━━━━━ INFORMATION PROVIDED ━━━━━

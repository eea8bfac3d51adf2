//! Directory-service boundary.
//!
//! The directory is a black box: bind-as-user plus attribute search. The
//! protocol client behind this trait is out of scope; tests and embedded
//! deployments use [`StaticDirectory`].

use async_trait::async_trait;
use std::collections::HashMap;
use std::sync::atomic::{AtomicBool, Ordering};
use std::sync::Mutex;
use thiserror::Error;

/// Normalized principal attributes returned by a successful bind.
#[derive(Debug, Clone)]
pub struct DirectoryPrincipal {
    /// Foreign identity reference (DN or object id).
    pub external_id: String,
    pub username: String,
    pub email: Option<String>,
    pub display_name: Option<String>,
    pub department: Option<String>,
    pub groups: Vec<String>,
    /// False when the server truncated the group list (paging limits).
    /// Reconciliation must not deactivate memberships off a partial list.
    pub groups_complete: bool,
}

/// A raw directory entry from a search.
#[derive(Debug, Clone)]
pub struct DirectoryEntry {
    pub dn: String,
    pub attributes: HashMap<String, Vec<String>>,
}

/// Directory failures. Credential rejection is distinct from infrastructure
/// failure so the sign-in strategy can tell "wrong password" from "directory
/// down".
#[derive(Error, Debug)]
pub enum DirectoryError {
    #[error("Directory rejected the credentials")]
    InvalidCredentials,

    #[error("Directory unavailable: {0}")]
    Unavailable(String),

    #[error("Directory protocol error: {0}")]
    Protocol(String),
}

#[async_trait]
pub trait DirectoryClient: Send + Sync {
    /// Bind as the given user. Success proves the password against the
    /// directory and returns the normalized principal.
    async fn bind(
        &self,
        username: &str,
        password: &str,
    ) -> Result<DirectoryPrincipal, DirectoryError>;

    /// Search for entries matching a filter expression.
    async fn search(&self, filter: &str) -> Result<Vec<DirectoryEntry>, DirectoryError>;
}

struct StaticAccount {
    password: String,
    principal: DirectoryPrincipal,
}

/// In-memory directory double for tests and embedded deployments.
///
/// Accounts are registered up front; `set_unavailable` simulates an outage
/// for fallback-policy testing.
#[derive(Default)]
pub struct StaticDirectory {
    accounts: Mutex<HashMap<String, StaticAccount>>,
    unavailable: AtomicBool,
}

impl StaticDirectory {
    pub fn new() -> Self {
        Self::default()
    }

    /// Register an account. Username lookup is case-insensitive, matching
    /// common directory-server behavior.
    pub fn add_account(&self, password: &str, principal: DirectoryPrincipal) {
        self.accounts
            .lock()
            .expect("static directory mutex poisoned")
            .insert(
                principal.username.to_lowercase(),
                StaticAccount {
                    password: password.to_string(),
                    principal,
                },
            );
    }

    /// Replace the group list returned for an existing account.
    pub fn set_groups(&self, username: &str, groups: Vec<String>, complete: bool) {
        if let Some(account) = self
            .accounts
            .lock()
            .expect("static directory mutex poisoned")
            .get_mut(&username.to_lowercase())
        {
            account.principal.groups = groups;
            account.principal.groups_complete = complete;
        }
    }

    /// Simulate an outage: every call fails with `Unavailable`.
    pub fn set_unavailable(&self, unavailable: bool) {
        self.unavailable.store(unavailable, Ordering::SeqCst);
    }
}

#[async_trait]
impl DirectoryClient for StaticDirectory {
    async fn bind(
        &self,
        username: &str,
        password: &str,
    ) -> Result<DirectoryPrincipal, DirectoryError> {
        if self.unavailable.load(Ordering::SeqCst) {
            return Err(DirectoryError::Unavailable(
                "static directory marked unavailable".to_string(),
            ));
        }

        let accounts = self
            .accounts
            .lock()
            .map_err(|e| DirectoryError::Protocol(format!("mutex poisoned: {}", e)))?;

        match accounts.get(&username.to_lowercase()) {
            Some(account) if account.password == password => Ok(account.principal.clone()),
            _ => Err(DirectoryError::InvalidCredentials),
        }
    }

    async fn search(&self, filter: &str) -> Result<Vec<DirectoryEntry>, DirectoryError> {
        if self.unavailable.load(Ordering::SeqCst) {
            return Err(DirectoryError::Unavailable(
                "static directory marked unavailable".to_string(),
            ));
        }

        // Supports the one filter shape the core issues: (uid=<username>).
        let accounts = self
            .accounts
            .lock()
            .map_err(|e| DirectoryError::Protocol(format!("mutex poisoned: {}", e)))?;

        let needle = filter
            .trim_start_matches("(uid=")
            .trim_end_matches(')')
            .to_lowercase();

        Ok(accounts
            .values()
            .filter(|a| a.principal.username.to_lowercase() == needle)
            .map(|a| {
                let mut attributes = HashMap::new();
                attributes.insert("uid".to_string(), vec![a.principal.username.clone()]);
                if let Some(email) = &a.principal.email {
                    attributes.insert("mail".to_string(), vec![email.clone()]);
                }
                attributes.insert("memberOf".to_string(), a.principal.groups.clone());
                DirectoryEntry {
                    dn: a.principal.external_id.clone(),
                    attributes,
                }
            })
            .collect())
    }
}

#[cfg(test)]
mod tests {
    use super::*;

    fn alice() -> DirectoryPrincipal {
        DirectoryPrincipal {
            external_id: "uid=alice,ou=people,dc=example,dc=org".to_string(),
            username: "alice".to_string(),
            email: Some("alice@example.org".to_string()),
            display_name: Some("Alice Meyer".to_string()),
            department: Some("IT".to_string()),
            groups: vec!["IT Admins".to_string()],
            groups_complete: true,
        }
    }

    #[tokio::test]
    async fn bind_is_case_insensitive_on_username() {
        let dir = StaticDirectory::new();
        dir.add_account("s3cret!", alice());

        let bound = dir.bind("ALICE", "s3cret!").await.expect("bind");
        assert_eq!(bound.username, "alice");
        assert_eq!(bound.groups, vec!["IT Admins".to_string()]);
    }

    #[tokio::test]
    async fn wrong_password_is_invalid_credentials() {
        let dir = StaticDirectory::new();
        dir.add_account("s3cret!", alice());

        let err = dir.bind("alice", "nope").await.expect_err("must fail");
        assert!(matches!(err, DirectoryError::InvalidCredentials));
    }

    #[tokio::test]
    async fn outage_is_distinct_from_bad_credentials() {
        let dir = StaticDirectory::new();
        dir.add_account("s3cret!", alice());
        dir.set_unavailable(true);

        let err = dir.bind("alice", "s3cret!").await.expect_err("must fail");
        assert!(matches!(err, DirectoryError::Unavailable(_)));
    }

    #[tokio::test]
    async fn search_by_uid_returns_attributes() {
        let dir = StaticDirectory::new();
        dir.add_account("s3cret!", alice());

        let entries = dir.search("(uid=alice)").await.expect("search");
        assert_eq!(entries.len(), 1);
        assert_eq!(
            entries[0].attributes.get("mail"),
            Some(&vec!["alice@example.org".to_string()])
        );
    }
}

━━━━━

All the records above must be transcribed without a single change to any word.

**RESULT OF THE TASK:**
repository eea8bfac3d51adf2
//! Directory-service boundary.
//!
//! The directory is a black box: bind-as-user plus attribute search. The
//! protocol client behind this trait is out of scope; tests and embedded
//! deployments use [`StaticDirectory`].

use async_trait::async_trait;
use std::collections::HashMap;
use std::sync::atomic::{AtomicBool, Ordering};
use std::sync::Mutex;
use thiserror::Error;

/// Normalized principal attributes returned by a successful bind.
#[derive(Debug, Clone)]
pub struct DirectoryPrincipal {
    /// Foreign identity reference (DN or object id).
    pub external_id: String,
    pub username: String,
    pub email: Option<String>,
    pub display_name: Option<String>,
    pub department: Option<String>,
    pub groups: Vec<String>,
    /// False when the server truncated the group list (paging limits).
    /// Reconciliation must not deactivate memberships off a partial list.
    pub groups_complete: bool,
}

/// A raw directory entry from a search.
#[derive(Debug, Clone)]
pub struct DirectoryEntry {
    pub dn: String,
    pub attributes: HashMap<String, Vec<String>>,
}

/// Directory failures. Credential rejection is distinct from infrastructure
/// failure so the sign-in strategy can tell "wrong password" from "directory
/// down".
#[derive(Error, Debug)]
pub enum DirectoryError {
    #[error("Directory rejected the credentials")]
    InvalidCredentials,

    #[error("Directory unavailable: {0}")]
    Unavailable(String),

    #[error("Directory protocol error: {0}")]
    Protocol(String),
}

#[async_trait]
pub trait DirectoryClient: Send + Sync {
    /// Bind as the given user. Success proves the password against the
    /// directory and returns the normalized principal.
    async fn bind(
        &self,
        username: &str,
        password: &str,
    ) -> Result<DirectoryPrincipal, DirectoryError>;

    /// Search for entries matching a filter expression.
    async fn search(&self, filter: &str) -> Result<Vec<DirectoryEntry>, DirectoryError>;
}

struct StaticAccount {
    password: String,
    principal: DirectoryPrincipal,
}

/// In-memory directory double for tests and embedded deployments.
///
/// Accounts are registered up front; `set_unavailable` simulates an outage
/// for fallback-policy testing.
#[derive(Default)]
pub struct StaticDirectory {
    accounts: Mutex<HashMap<String, StaticAccount>>,
    unavailable: AtomicBool,
}

impl StaticDirectory {
    pub fn new() -> Self {
        Self::default()
    }

    /// Register an account. Username lookup is case-insensitive, matching
    /// common directory-server behavior.
    pub fn add_account(&self, password: &str, principal: DirectoryPrincipal) {
        self.accounts
            .lock()
            .expect("static directory mutex poisoned")
            .insert(
                principal.username.to_lowercase(),
                StaticAccount {
                    password: password.to_string(),
                    principal,
                },
            );
    }

    /// Replace the group list returned for an existing account.
    pub fn set_groups(&self, username: &str, groups: Vec<String>, complete: bool) {
        if let Some(account) = self
            .accounts
            .lock()
            .expect("static directory mutex poisoned")
            .get_mut(&username.to_lowercase())
        {
            account.principal.groups = groups;
            account.principal.groups_complete = complete;
        }
    }

    /// Simulate an outage: every call fails with `Unavailable`.
    pub fn set_unavailable(&self, unavailable: bool) {
        self.unavailable.store(unavailable, Ordering::SeqCst);
    }
}

#[async_trait]
impl DirectoryClient for StaticDirectory {
    async fn bind(
        &self,
        username: &str,
        password: &str,
    ) -> Result<DirectoryPrincipal, DirectoryError> {
        if self.unavailable.load(Ordering::SeqCst) {
            return Err(DirectoryError::Unavailable(
                "static directory marked unavailable".to_string(),
            ));
        }

        let accounts = self
            .accounts
            .lock()
            .map_err(|e| DirectoryError::Protocol(format!("mutex poisoned: {}", e)))?;

        match accounts.get(&username.to_lowercase()) {
            Some(account) if account.password == password => Ok(account.principal.clone()),
            _ => Err(DirectoryError::InvalidCredentials),
        }
    }

    async fn search(&self, filter: &str) -> Result<Vec<DirectoryEntry>, DirectoryError> {
        if self.unavailable.load(Ordering::SeqCst) {
            return Err(DirectoryError::Unavailable(
                "static directory marked unavailable".to_string(),
            ));
        }

        // Supports the one filter shape the core issues: (uid=<username>).
        let accounts = self
            .accounts
            .lock()
            .map_err(|e| DirectoryError::Protocol(format!("mutex poisoned: {}", e)))?;

        let needle = filter
            .trim_start_matches("(uid=")
            .trim_end_matches(')')
            .to_lowercase();

        Ok(accounts
            .values()
            .filter(|a| a.principal.username.to_lowercase() == needle)
            .map(|a| {
                let mut attributes = HashMap::new();
                attributes.insert("uid".to_string(), vec![a.principal.username.clone()]);
                if let Some(email) = &a.principal.email {
                    attributes.insert("mail".to_string(), vec![email.clone()]);
                }
                attributes.insert("memberOf".to_string(), a.principal.groups.clone());
                DirectoryEntry {
                    dn: a.principal.external_id.clone(),
                    attributes,
                }
            })
            .collect())
    }
}

#[cfg(test)]
mod tests {
    use super::*;

    fn alice() -> DirectoryPrincipal {
        DirectoryPrincipal {
            external_id: "uid=alice,ou=people,dc=example,dc=org".to_string(),
            username: "alice".to_string(),
            email: Some("alice@example.org".to_string()),
            display_name: Some("Alice Meyer".to_string()),
            department: Some("IT".to_string()),
            groups: vec!["IT Admins".to_string()],
            groups_complete: true,
        }
    }

    #[tokio::test]
    async fn bind_is_case_insensitive_on_username() {
        let dir = StaticDirectory::new();
        dir.add_account("s3cret!", alice());

        let bound = dir.bind("ALICE", "s3cret!").await.expect("bind");
        assert_eq!(bound.username, "alice");
        assert_eq!(bound.groups, vec!["IT Admins".to_string()]);
    }

    #[tokio::test]
    async fn wrong_password_is_invalid_credentials() {
        let dir = StaticDirectory::new();
        dir.add_account("s3cret!", alice());

        let err = dir.bind("alice", "nope").await.expect_err("must fail");
        assert!(matches!(err, DirectoryError::InvalidCredentials));
    }

    #[tokio::test]
    async fn outage_is_distinct_from_bad_credentials() {
        let dir = StaticDirectory::new();
        dir.add_account("s3cret!", alice());
        dir.set_unavailable(true);

        let err = dir.bind("alice", "s3cret!").await.expect_err("must fail");
        assert!(matches!(err, DirectoryError::Unavailable(_)));
    }

    #[tokio::test]
    async fn search_by_uid_returns_attributes() {
        let dir = StaticDirectory::new();
        dir.add_account("s3cret!", alice());

        let entries = dir.search("(uid=alice)").await.expect("search");
        assert_eq!(entries.len(), 1);
        assert_eq!(
            entries[0].attributes.get("mail"),
            Some(&vec!["alice@example.org".to_string()])
        );
    }
}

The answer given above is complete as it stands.